WHAT NEEDS TO BE DONE: An exact reproduction of each record is required.

RECORDED DATA:
//! SettingsPane component — reciter selection, reader font size, and the
//! clear-all-favorites action.

use ratatui::crossterm::event::{KeyCode, KeyEvent, KeyEventKind, MouseEvent, MouseEventKind};
use ratatui::{
    layout::Rect,
    style::{Modifier, Style},
    text::{Line, Span},
    widgets::{List, ListItem, ListState, Paragraph},
    Frame,
};

use crate::{
    action::Action,
    app_state::AppState,
    component::Component,
    theme::{C_ACCENT, C_MUTED, C_PLAYING, C_PRIMARY, C_SECONDARY, C_SELECTION_BG},
    widgets::pane_chrome::pane_chrome,
};

pub struct SettingsPane {
    selected: usize,
    scroll_offset: usize,
    list_state: ListState,
}

impl SettingsPane {
    pub fn new() -> Self {
        Self {
            selected: 0,
            scroll_offset: 0,
            list_state: ListState::default(),
        }
    }
}

impl Component for SettingsPane {
    fn handle_key(&mut self, key: KeyEvent, state: &AppState) -> Vec<Action> {
        if key.kind == KeyEventKind::Release {
            return vec![];
        }
        let count = state.editions.len();
        if self.selected >= count && count > 0 {
            self.selected = count - 1;
        }

        match key.code {
            KeyCode::Up | KeyCode::Char('k') => self.selected = self.selected.saturating_sub(1),
            KeyCode::Down | KeyCode::Char('j') => {
                if count > 0 {
                    self.selected = (self.selected + 1).min(count - 1);
                }
            }
            KeyCode::Home | KeyCode::Char('g') => self.selected = 0,
            KeyCode::End | KeyCode::Char('G') => self.selected = count.saturating_sub(1),

            KeyCode::Enter => {
                if let Some(edition) = state.editions.get(self.selected) {
                    return vec![Action::SetReciter(edition.identifier.clone())];
                }
            }

            KeyCode::Char('+') | KeyCode::Char('=') => return vec![Action::FontSizeDelta(2)],
            KeyCode::Char('-') | KeyCode::Char('_') => return vec![Action::FontSizeDelta(-2)],

            KeyCode::Char('D') => return vec![Action::ClearFavorites],

            _ => {}
        }
        vec![]
    }

    fn handle_mouse(&mut self, event: MouseEvent, _area: Rect, state: &AppState) -> Vec<Action> {
        let count = state.editions.len();
        match event.kind {
            MouseEventKind::ScrollUp => self.selected = self.selected.saturating_sub(1),
            MouseEventKind::ScrollDown => {
                if count > 0 {
                    self.selected = (self.selected + 1).min(count - 1);
                }
            }
            _ => {}
        }
        vec![]
    }

    fn draw(&mut self, frame: &mut Frame, area: Rect, focused: bool, state: &AppState) {
        let block = pane_chrome("settings", Some('5'), focused, None);
        let inner = block.inner(area);
        frame.render_widget(block, area);
        if inner.height < 4 {
            return;
        }

        // Header: the live settings values.
        let header = vec![
            Line::from(vec![
                Span::styled(" reciter     ", Style::default().fg(C_MUTED)),
                Span::styled(
                    state.settings.default_reciter.clone(),
                    Style::default().fg(C_ACCENT),
                ),
            ]),
            Line::from(vec![
                Span::styled(" font size   ", Style::default().fg(C_MUTED)),
                Span::styled(
                    format!("{}", state.settings.font_size),
                    Style::default().fg(C_PRIMARY),
                ),
                Span::styled("   +/- adjust", Style::default().fg(C_MUTED)),
            ]),
            Line::from(vec![
                Span::styled(" favorites   ", Style::default().fg(C_MUTED)),
                Span::styled(
                    format!("{}", state.favorites.len()),
                    Style::default().fg(C_PRIMARY),
                ),
                Span::styled("   D clears all", Style::default().fg(C_MUTED)),
            ]),
            Line::default(),
        ];
        let header_h = header.len() as u16;
        frame.render_widget(
            Paragraph::new(header),
            Rect {
                height: header_h.min(inner.height),
                ..inner
            },
        );

        let list_area = Rect {
            y: inner.y + header_h,
            height: inner.height.saturating_sub(header_h),
            ..inner
        };
        if list_area.height == 0 {
            return;
        }

        if state.editions.is_empty() {
            frame.render_widget(
                Paragraph::new(Span::styled(
                    "  loading reciters…",
                    Style::default().fg(C_MUTED),
                )),
                list_area,
            );
            return;
        }

        let content_h = list_area.height as usize;
        if self.selected < self.scroll_offset {
            self.scroll_offset = self.selected;
        } else if self.selected >= self.scroll_offset + content_h {
            self.scroll_offset = self.selected.saturating_sub(content_h.saturating_sub(1));
        }
        let sel_in_view = self
            .selected
            .saturating_sub(self.scroll_offset)
            .min(content_h.saturating_sub(1));

        let end = (self.scroll_offset + content_h).min(state.editions.len());
        let items: Vec<ListItem> = state.editions[self.scroll_offset..end]
            .iter()
            .enumerate()
            .map(|(view_row, edition)| {
                let is_selected = view_row == sel_in_view;
                let is_active = edition.identifier == state.settings.default_reciter;
                let marker = if is_active {
                    Span::styled("● ", Style::default().fg(C_PLAYING))
                } else {
                    Span::raw("  ")
                };
                let name_style = if is_selected {
                    Style::default().fg(C_PRIMARY).add_modifier(Modifier::BOLD)
                } else {
                    Style::default().fg(C_SECONDARY)
                };
                let item_bg = if is_selected {
                    Style::default().bg(C_SELECTION_BG)
                } else {
                    Style::default()
                };
                ListItem::new(Line::from(vec![
                    Span::raw(" "),
                    marker,
                    Span::styled(edition.english_name.clone(), name_style),
                    Span::styled(
                        format!("  {}", edition.identifier),
                        Style::default().fg(C_MUTED),
                    ),
                ]))
                .style(item_bg)
            })
            .collect();

        let list = List::new(items)
            .highlight_style(Style::default())
            .highlight_symbol("");
        self.list_state.select(Some(sel_in_view));
        frame.render_stateful_widget(list, list_area, &mut self.list_state);
    }
}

RESPONSE AREA:
//! SettingsPane component — reciter selection, reader font size, and the
//! clear-all-favorites action.

use ratatui::crossterm::event::{KeyCode, KeyEvent, KeyEventKind, MouseEvent, MouseEventKind};
use ratatui::{
    layout::Rect,
    style::{Modifier, Style},
    text::{Line, Span},
    widgets::{List, ListItem, ListState, Paragraph},
    Frame,
};

use crate::{
    action::Action,
    app_state::AppState,
    component::Component,
    theme::{C_ACCENT, C_MUTED, C_PLAYING, C_PRIMARY, C_SECONDARY, C_SELECTION_BG},
    widgets::pane_chrome::pane_chrome,
};

pub struct SettingsPane {
    selected: usize,
    scroll_offset: usize,
    list_state: ListState,
}

impl SettingsPane {
    pub fn new() -> Self {
        Self {
            selected: 0,
            scroll_offset: 0,
            list_state: ListState::default(),
        }
    }
}

impl Component for SettingsPane {
    fn handle_key(&mut self, key: KeyEvent, state: &AppState) -> Vec<Action> {
        if key.kind == KeyEventKind::Release {
            return vec![];
        }
        let count = state.editions.len();
        if self.selected >= count && count > 0 {
            self.selected = count - 1;
        }

        match key.code {
            KeyCode::Up | KeyCode::Char('k') => self.selected = self.selected.saturating_sub(1),
            KeyCode::Down | KeyCode::Char('j') => {
                if count > 0 {
                    self.selected = (self.selected + 1).min(count - 1);
                }
            }
            KeyCode::Home | KeyCode::Char('g') => self.selected = 0,
            KeyCode::End | KeyCode::Char('G') => self.selected = count.saturating_sub(1),

            KeyCode::Enter => {
                if let Some(edition) = state.editions.get(self.selected) {
                    return vec![Action::SetReciter(edition.identifier.clone())];
                }
            }

            KeyCode::Char('+') | KeyCode::Char('=') => return vec![Action::FontSizeDelta(2)],
            KeyCode::Char('-') | KeyCode::Char('_') => return vec![Action::FontSizeDelta(-2)],

            KeyCode::Char('D') => return vec![Action::ClearFavorites],

            _ => {}
        }
        vec![]
    }

    fn handle_mouse(&mut self, event: MouseEvent, _area: Rect, state: &AppState) -> Vec<Action> {
        let count = state.editions.len();
        match event.kind {
            MouseEventKind::ScrollUp => self.selected = self.selected.saturating_sub(1),
            MouseEventKind::ScrollDown => {
                if count > 0 {
                    self.selected = (self.selected + 1).min(count - 1);
                }
            }
            _ => {}
        }
        vec![]
    }

    fn draw(&mut self, frame: &mut Frame, area: Rect, focused: bool, state: &AppState) {
        let block = pane_chrome("settings", Some('5'), focused, None);
        let inner = block.inner(area);
        frame.render_widget(block, area);
        if inner.height < 4 {
            return;
        }

        // Header: the live settings values.
        let header = vec![
            Line::from(vec![
                Span::styled(" reciter     ", Style::default().fg(C_MUTED)),
                Span::styled(
                    state.settings.default_reciter.clone(),
                    Style::default().fg(C_ACCENT),
                ),
            ]),
            Line::from(vec![
                Span::styled(" font size   ", Style::default().fg(C_MUTED)),
                Span::styled(
                    format!("{}", state.settings.font_size),
                    Style::default().fg(C_PRIMARY),
                ),
                Span::styled("   +/- adjust", Style::default().fg(C_MUTED)),
            ]),
            Line::from(vec![
                Span::styled(" favorites   ", Style::default().fg(C_MUTED)),
                Span::styled(
                    format!("{}", state.favorites.len()),
                    Style::default().fg(C_PRIMARY),
                ),
                Span::styled("   D clears all", Style::default().fg(C_MUTED)),
            ]),
            Line::default(),
        ];
        let header_h = header.len() as u16;
        frame.render_widget(
            Paragraph::new(header),
            Rect {
                height: header_h.min(inner.height),
                ..inner
            },
        );

        let list_area = Rect {
            y: inner.y + header_h,
            height: inner.height.saturating_sub(header_h),
            ..inner
        };
        if list_area.height == 0 {
            return;
        }

        if state.editions.is_empty() {
            frame.render_widget(
                Paragraph::new(Span::styled(
                    "  loading reciters…",
                    Style::default().fg(C_MUTED),
                )),
                list_area,
            );
            return;
        }

        let content_h = list_area.height as usize;
        if self.selected < self.scroll_offset {
            self.scroll_offset = self.selected;
        } else if self.selected >= self.scroll_offset + content_h {
            self.scroll_offset = self.selected.saturating_sub(content_h.saturating_sub(1));
        }
        let sel_in_view = self
            .selected
            .saturating_sub(self.scroll_offset)
            .min(content_h.saturating_sub(1));

        let end = (self.scroll_offset + content_h).min(state.editions.len());
        let items: Vec<ListItem> = state.editions[self.scroll_offset..end]
            .iter()
            .enumerate()
            .map(|(view_row, edition)| {
                let is_selected = view_row == sel_in_view;
                let is_active = edition.identifier == state.settings.default_reciter;
                let marker = if is_active {
                    Span::styled("● ", Style::default().fg(C_PLAYING))
                } else {
                    Span::raw("  ")
                };
                let name_style = if is_selected {
                    Style::default().fg(C_PRIMARY).add_modifier(Modifier::BOLD)
                } else {
                    Style::default().fg(C_SECONDARY)
                };
                let item_bg = if is_selected {
                    Style::default().bg(C_SELECTION_BG)
                } else {
                    Style::default()
                };
                ListItem::new(Line::from(vec![
                    Span::raw(" "),
                    marker,
                    Span::styled(edition.english_name.clone(), name_style),
                    Span::styled(
                        format!("  {}", edition.identifier),
                        Style::default().fg(C_MUTED),
                    ),
                ]))
                .style(item_bg)
            })
            .collect();

        let list = List::new(items)
            .highlight_style(Style::default())
            .highlight_symbol("");
        self.list_state.select(Some(sel_in_view));
        frame.render_stateful_widget(list, list_area, &mut self.list_state);
    }
}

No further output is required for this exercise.